Adult-type hypolactasia in children: A genetic perspective

Abstract

Adult-type hypolactasia is an autosomal recessive condition resulting from the physiological decline of the lactase enzyme activity in intestinal cells which occurs in a significant proportion of the global population. Mechanisms proposed to explain the occurrence of adult-type hypolactasia include: (a) decreased production of lactase, (b) synthesis of an inactive high molecular weight lactase, (c) defective post-translational modifications, and (d) susceptibility of lactase to luminal proteases during weaning due to change in levels of sialylated and fucosylated enzymes in the small intestine. Recently, the C/T-13910 polymorphism on chromosome 2q21 in North-European populations has been found to be associated with lactase activity and its genetic typing is advocated as a first-stage screening test for adult hypolactasia.

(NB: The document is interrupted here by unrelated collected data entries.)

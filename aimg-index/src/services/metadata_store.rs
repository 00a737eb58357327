//! Metadata store
//!
//! One [`MetadataRecord`] per identifier, created blank by
//! [`MetadataStore::add_entry`] and populated lazily by
//! [`MetadataStore::load_metadata`].
//!
//! # Load failure policy
//!
//! When the backing file cannot be read, the record is cleared: every
//! field and both dimensions become absent. The failure is logged as a
//! warning and reported through [`LoadOutcome::ReadFailed`]; it is never
//! returned as an error. A successful load replaces the whole field set
//! in one step, so a record never mixes values from two reads.

use std::collections::{HashMap, HashSet};
use std::fmt;
use std::path::{Path, PathBuf};
use tracing::{debug, warn};

use crate::models::{ImageId, MetadataField, MetadataRecord};
use crate::services::metadata_extractor::{MetadataSource, PngMetadataExtractor};

/// Result of a [`MetadataStore::load_metadata`] call
#[derive(Debug, Clone, Copy, PartialEq, Eq)]
pub enum LoadOutcome {
    /// Record refreshed from the file
    Loaded,
    /// File could not be read; record cleared
    ReadFailed,
    /// No record exists for the identifier; nothing happened
    UnknownIdentifier,
}

/// Per-image generation metadata keyed by identifier
pub struct MetadataStore {
    root: PathBuf,
    records: HashMap<ImageId, MetadataRecord>,
    source: Box<dyn MetadataSource>,
}

impl MetadataStore {
    /// Store rooted at `root`, reading PNG files
    pub fn new(root: impl Into<PathBuf>) -> Self {
        Self::with_source(root, Box::new(PngMetadataExtractor::new()))
    }

    pub fn with_source(root: impl Into<PathBuf>, source: Box<dyn MetadataSource>) -> Self {
        Self {
            root: root.into(),
            records: HashMap::new(),
            source,
        }
    }

    pub fn root(&self) -> &Path {
        &self.root
    }

    /// Create (or reset) a blank record for `id` backed by root-relative `path`
    pub fn add_entry(&mut self, id: ImageId, path: &str) {
        if self.records.insert(id, MetadataRecord::new(path)).is_some() {
            debug!(id = %id, path = %path, "Re-initialised existing metadata record");
        }
    }

    /// Change the backing file of an existing record
    ///
    /// Metadata fields and dimensions are kept: the file was moved, not
    /// rewritten. Returns false (and does nothing) for unknown identifiers.
    pub fn relocate_entry(&mut self, id: ImageId, path: &str) -> bool {
        let Some(record) = self.records.get_mut(&id) else {
            return false;
        };
        if record.file_path() != path {
            debug!(id = %id, from = %record.file_path(), to = %path, "Relocated metadata record");
            record.set_file_path(path);
        }
        true
    }

    /// Delete the record; missing records are ignored
    pub fn remove_entry(&mut self, id: ImageId) {
        self.records.remove(&id);
    }

    /// Re-read the backing file and replace the record's metadata
    pub fn load_metadata(&mut self, id: ImageId) -> LoadOutcome {
        let Some(record) = self.records.get_mut(&id) else {
            warn!(id = %id, "Load requested for unknown identifier");
            return LoadOutcome::UnknownIdentifier;
        };

        let full_path = self.root.join(record.file_path());

        match self.source.extract(&full_path) {
            Ok(extracted) => {
                record.replace(&extracted.text, extracted.dimensions);
                LoadOutcome::Loaded
            }
            Err(e) => {
                warn!(
                    id = %id,
                    file = %full_path.display(),
                    "Could not read metadata, record cleared: {}",
                    e
                );
                record.clear();
                LoadOutcome::ReadFailed
            }
        }
    }

    /// Field lookup by internal name (`prompt`, `cfg_scale`, ...)
    ///
    /// Unknown identifiers and unknown field names both yield `None`.
    pub fn get_field(&self, id: ImageId, field_name: &str) -> Option<&str> {
        let field = field_name.parse::<MetadataField>().ok()?;
        self.field(id, field)
    }

    pub fn field(&self, id: ImageId, field: MetadataField) -> Option<&str> {
        self.records.get(&id)?.get(field)
    }

    pub fn prompt(&self, id: ImageId) -> Option<&str> {
        self.field(id, MetadataField::Prompt)
    }

    pub fn model(&self, id: ImageId) -> Option<&str> {
        self.field(id, MetadataField::Model)
    }

    pub fn seed(&self, id: ImageId) -> Option<&str> {
        self.field(id, MetadataField::Seed)
    }

    pub fn cfg_scale(&self, id: ImageId) -> Option<&str> {
        self.field(id, MetadataField::CfgScale)
    }

    pub fn steps(&self, id: ImageId) -> Option<&str> {
        self.field(id, MetadataField::Steps)
    }

    pub fn sampler(&self, id: ImageId) -> Option<&str> {
        self.field(id, MetadataField::Sampler)
    }

    pub fn generated(&self, id: ImageId) -> Option<&str> {
        self.field(id, MetadataField::Generated)
    }

    pub fn created_date(&self, id: ImageId) -> Option<&str> {
        self.field(id, MetadataField::CreatedDate)
    }

    /// Root-relative path stored for `id`
    pub fn file_path(&self, id: ImageId) -> Option<&str> {
        self.records.get(&id).map(MetadataRecord::file_path)
    }

    /// (width, height), or (None, None) when unknown
    pub fn dimensions(&self, id: ImageId) -> (Option<u32>, Option<u32>) {
        self.records
            .get(&id)
            .map(MetadataRecord::dimensions)
            .unwrap_or((None, None))
    }

    pub fn record(&self, id: ImageId) -> Option<&MetadataRecord> {
        self.records.get(&id)
    }

    pub fn contains(&self, id: ImageId) -> bool {
        self.records.contains_key(&id)
    }

    pub fn all_identifiers(&self) -> HashSet<ImageId> {
        self.records.keys().copied().collect()
    }

    pub fn identifiers(&self) -> impl Iterator<Item = ImageId> + '_ {
        self.records.keys().copied()
    }

    pub fn len(&self) -> usize {
        self.records.len()
    }

    pub fn is_empty(&self) -> bool {
        self.records.is_empty()
    }
}

impl fmt::Display for MetadataStore {
    fn fmt(&self, f: &mut fmt::Formatter<'_>) -> fmt::Result {
        write!(f, "MetadataStore ({} images registered)", self.len())
    }
}

impl fmt::Debug for MetadataStore {
    fn fmt(&self, f: &mut fmt::Formatter<'_>) -> fmt::Result {
        f.debug_struct("MetadataStore")
            .field("root", &self.root)
            .field("len", &self.len())
            .finish()
    }
}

Available biochemical methods for diagnosis of adult-type hypolactasia consists of the lactose tolerance test (LTT), which measures the increase in blood glucose after an oral lactose load, and the hydrogen breath test (HBT), that is based on the determination of exhaled hydrogen produced by the bacterial flora in the colon after an oral lactose load. These methods require significant procedural time both for the patient and the processing clinical laboratory. The present review describes genetic regulation of lactase expression and various single nucleotide polymorphisms (SNPs) associated with adult-type hypolactasia and lactase persistence in different human populations.